▶ Goal of the exercise: Below are entries; copy exactly the lines from the one with "use crate::alloc::MemoryAllocator;" through the one with "match (base_kvs.get(i), our_kvs.get(j))", both included, and leave out the rest.

┌────────

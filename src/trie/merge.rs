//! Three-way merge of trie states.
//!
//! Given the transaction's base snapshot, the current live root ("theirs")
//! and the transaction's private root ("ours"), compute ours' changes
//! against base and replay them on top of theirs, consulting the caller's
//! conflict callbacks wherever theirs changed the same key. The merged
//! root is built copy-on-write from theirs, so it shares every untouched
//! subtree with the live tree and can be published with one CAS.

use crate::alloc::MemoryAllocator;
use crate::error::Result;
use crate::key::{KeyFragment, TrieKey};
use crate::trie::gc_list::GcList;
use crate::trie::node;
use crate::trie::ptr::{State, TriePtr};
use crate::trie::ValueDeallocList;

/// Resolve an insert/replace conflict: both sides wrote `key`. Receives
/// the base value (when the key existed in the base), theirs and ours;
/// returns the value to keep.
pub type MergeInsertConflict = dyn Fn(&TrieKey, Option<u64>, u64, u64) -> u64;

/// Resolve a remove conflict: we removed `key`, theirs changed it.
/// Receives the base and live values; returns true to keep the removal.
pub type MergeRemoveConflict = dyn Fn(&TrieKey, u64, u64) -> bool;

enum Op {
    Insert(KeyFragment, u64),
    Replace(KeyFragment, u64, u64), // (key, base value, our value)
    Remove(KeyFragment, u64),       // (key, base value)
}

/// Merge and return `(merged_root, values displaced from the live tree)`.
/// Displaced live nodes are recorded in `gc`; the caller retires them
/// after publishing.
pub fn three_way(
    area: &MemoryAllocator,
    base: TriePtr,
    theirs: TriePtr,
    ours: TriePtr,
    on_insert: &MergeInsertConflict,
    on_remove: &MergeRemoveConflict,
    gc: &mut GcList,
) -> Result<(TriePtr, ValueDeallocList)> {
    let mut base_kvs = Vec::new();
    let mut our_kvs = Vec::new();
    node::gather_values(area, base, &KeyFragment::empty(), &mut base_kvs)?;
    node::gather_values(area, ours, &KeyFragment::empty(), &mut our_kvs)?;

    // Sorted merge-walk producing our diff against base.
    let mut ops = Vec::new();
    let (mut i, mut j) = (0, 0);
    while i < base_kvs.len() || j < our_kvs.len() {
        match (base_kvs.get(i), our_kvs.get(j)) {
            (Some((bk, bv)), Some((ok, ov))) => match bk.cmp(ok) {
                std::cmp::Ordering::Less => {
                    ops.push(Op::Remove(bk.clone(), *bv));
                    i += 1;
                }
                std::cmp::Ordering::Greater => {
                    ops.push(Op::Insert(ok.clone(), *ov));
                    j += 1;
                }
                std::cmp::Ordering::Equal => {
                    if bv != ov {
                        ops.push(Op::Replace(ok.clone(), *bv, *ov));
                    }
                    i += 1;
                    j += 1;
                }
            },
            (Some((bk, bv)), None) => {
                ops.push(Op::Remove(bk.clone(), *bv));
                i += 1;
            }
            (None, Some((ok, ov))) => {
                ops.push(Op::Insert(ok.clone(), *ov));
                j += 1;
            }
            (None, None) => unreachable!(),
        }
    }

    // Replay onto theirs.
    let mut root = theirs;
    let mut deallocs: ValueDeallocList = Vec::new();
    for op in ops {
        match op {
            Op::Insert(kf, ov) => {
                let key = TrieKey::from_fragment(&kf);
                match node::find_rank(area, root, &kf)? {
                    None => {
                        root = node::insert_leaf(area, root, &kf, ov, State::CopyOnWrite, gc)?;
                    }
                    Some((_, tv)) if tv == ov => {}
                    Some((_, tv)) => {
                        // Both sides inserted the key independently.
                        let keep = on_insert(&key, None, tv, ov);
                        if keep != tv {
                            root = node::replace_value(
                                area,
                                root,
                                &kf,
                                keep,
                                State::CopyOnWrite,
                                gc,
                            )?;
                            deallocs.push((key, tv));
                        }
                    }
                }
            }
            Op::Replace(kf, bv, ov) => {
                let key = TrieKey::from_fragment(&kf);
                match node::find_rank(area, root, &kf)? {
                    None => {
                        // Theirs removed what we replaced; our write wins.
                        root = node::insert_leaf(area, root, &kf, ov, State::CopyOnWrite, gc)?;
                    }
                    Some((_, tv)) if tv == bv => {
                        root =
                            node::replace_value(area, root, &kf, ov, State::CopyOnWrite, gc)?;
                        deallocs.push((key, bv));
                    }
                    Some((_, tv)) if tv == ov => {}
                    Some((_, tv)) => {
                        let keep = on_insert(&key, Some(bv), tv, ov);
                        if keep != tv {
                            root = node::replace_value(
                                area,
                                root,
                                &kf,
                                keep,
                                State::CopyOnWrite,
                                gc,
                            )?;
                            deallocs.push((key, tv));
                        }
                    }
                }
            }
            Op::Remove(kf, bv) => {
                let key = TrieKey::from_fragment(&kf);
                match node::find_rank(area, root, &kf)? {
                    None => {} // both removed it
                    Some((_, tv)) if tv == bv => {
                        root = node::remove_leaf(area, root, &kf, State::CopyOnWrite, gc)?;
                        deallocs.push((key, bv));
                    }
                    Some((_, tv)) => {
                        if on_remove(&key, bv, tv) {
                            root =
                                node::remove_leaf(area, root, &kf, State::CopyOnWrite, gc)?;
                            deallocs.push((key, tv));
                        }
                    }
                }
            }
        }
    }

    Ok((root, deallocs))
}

└────────
┌────────

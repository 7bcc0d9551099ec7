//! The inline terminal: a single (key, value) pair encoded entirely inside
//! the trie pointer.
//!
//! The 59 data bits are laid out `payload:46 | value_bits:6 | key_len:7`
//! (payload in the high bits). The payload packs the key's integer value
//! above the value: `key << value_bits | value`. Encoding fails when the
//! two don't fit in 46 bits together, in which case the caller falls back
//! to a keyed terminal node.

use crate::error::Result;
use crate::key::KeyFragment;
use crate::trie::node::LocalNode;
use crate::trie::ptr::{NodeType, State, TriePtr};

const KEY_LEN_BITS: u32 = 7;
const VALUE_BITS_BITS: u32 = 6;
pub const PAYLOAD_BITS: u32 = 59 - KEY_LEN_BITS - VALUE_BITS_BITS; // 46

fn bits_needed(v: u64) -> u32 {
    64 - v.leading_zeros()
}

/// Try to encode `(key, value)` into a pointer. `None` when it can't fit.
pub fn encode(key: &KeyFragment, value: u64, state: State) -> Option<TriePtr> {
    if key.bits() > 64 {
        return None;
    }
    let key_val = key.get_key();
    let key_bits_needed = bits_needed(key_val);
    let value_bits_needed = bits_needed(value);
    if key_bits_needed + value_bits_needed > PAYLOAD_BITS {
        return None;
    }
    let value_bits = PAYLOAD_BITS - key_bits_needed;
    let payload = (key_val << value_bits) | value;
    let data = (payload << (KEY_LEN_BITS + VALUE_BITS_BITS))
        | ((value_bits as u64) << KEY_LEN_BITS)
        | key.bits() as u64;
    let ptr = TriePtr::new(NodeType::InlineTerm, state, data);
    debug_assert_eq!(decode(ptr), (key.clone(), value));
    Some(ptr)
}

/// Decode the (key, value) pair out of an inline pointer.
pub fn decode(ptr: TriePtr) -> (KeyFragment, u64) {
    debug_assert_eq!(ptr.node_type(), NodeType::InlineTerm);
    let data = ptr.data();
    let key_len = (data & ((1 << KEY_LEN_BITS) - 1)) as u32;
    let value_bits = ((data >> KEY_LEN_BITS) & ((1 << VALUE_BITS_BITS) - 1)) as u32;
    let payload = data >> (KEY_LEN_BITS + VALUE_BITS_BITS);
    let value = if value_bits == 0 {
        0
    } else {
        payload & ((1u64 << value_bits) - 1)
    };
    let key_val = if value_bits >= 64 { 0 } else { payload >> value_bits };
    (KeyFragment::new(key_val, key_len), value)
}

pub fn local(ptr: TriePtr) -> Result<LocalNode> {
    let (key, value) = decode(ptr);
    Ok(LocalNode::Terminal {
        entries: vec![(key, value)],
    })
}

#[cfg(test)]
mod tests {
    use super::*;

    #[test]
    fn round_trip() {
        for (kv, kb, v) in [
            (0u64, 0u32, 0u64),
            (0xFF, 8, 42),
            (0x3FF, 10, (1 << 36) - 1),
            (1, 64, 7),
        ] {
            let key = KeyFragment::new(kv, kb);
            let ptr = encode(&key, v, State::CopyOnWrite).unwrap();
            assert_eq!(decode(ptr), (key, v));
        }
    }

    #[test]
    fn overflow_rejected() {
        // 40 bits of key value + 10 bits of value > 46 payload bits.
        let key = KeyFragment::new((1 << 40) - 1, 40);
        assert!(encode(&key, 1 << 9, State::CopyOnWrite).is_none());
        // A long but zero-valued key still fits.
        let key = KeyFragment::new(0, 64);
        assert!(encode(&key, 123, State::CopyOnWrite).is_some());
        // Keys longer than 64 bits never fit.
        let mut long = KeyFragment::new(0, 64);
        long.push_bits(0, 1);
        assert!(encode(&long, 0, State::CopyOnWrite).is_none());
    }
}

└────────

▶ Exercise result:
use crate::alloc::MemoryAllocator;
use crate::error::Result;
use crate::key::{KeyFragment, TrieKey};
use crate::trie::gc_list::GcList;
use crate::trie::node;
use crate::trie::ptr::{State, TriePtr};
use crate::trie::ValueDeallocList;

/// Resolve an insert/replace conflict: both sides wrote `key`. Receives
/// the base value (when the key existed in the base), theirs and ours;
/// returns the value to keep.
pub type MergeInsertConflict = dyn Fn(&TrieKey, Option<u64>, u64, u64) -> u64;

/// Resolve a remove conflict: we removed `key`, theirs changed it.
/// Receives the base and live values; returns true to keep the removal.
pub type MergeRemoveConflict = dyn Fn(&TrieKey, u64, u64) -> bool;

enum Op {
    Insert(KeyFragment, u64),
    Replace(KeyFragment, u64, u64), // (key, base value, our value)
    Remove(KeyFragment, u64),       // (key, base value)
}

/// Merge and return `(merged_root, values displaced from the live tree)`.
/// Displaced live nodes are recorded in `gc`; the caller retires them
/// after publishing.
pub fn three_way(
    area: &MemoryAllocator,
    base: TriePtr,
    theirs: TriePtr,
    ours: TriePtr,
    on_insert: &MergeInsertConflict,
    on_remove: &MergeRemoveConflict,
    gc: &mut GcList,
) -> Result<(TriePtr, ValueDeallocList)> {
    let mut base_kvs = Vec::new();
    let mut our_kvs = Vec::new();
    node::gather_values(area, base, &KeyFragment::empty(), &mut base_kvs)?;
    node::gather_values(area, ours, &KeyFragment::empty(), &mut our_kvs)?;

    // Sorted merge-walk producing our diff against base.
    let mut ops = Vec::new();
    let (mut i, mut j) = (0, 0);
    while i < base_kvs.len() || j < our_kvs.len() {
        match (base_kvs.get(i), our_kvs.get(j)) {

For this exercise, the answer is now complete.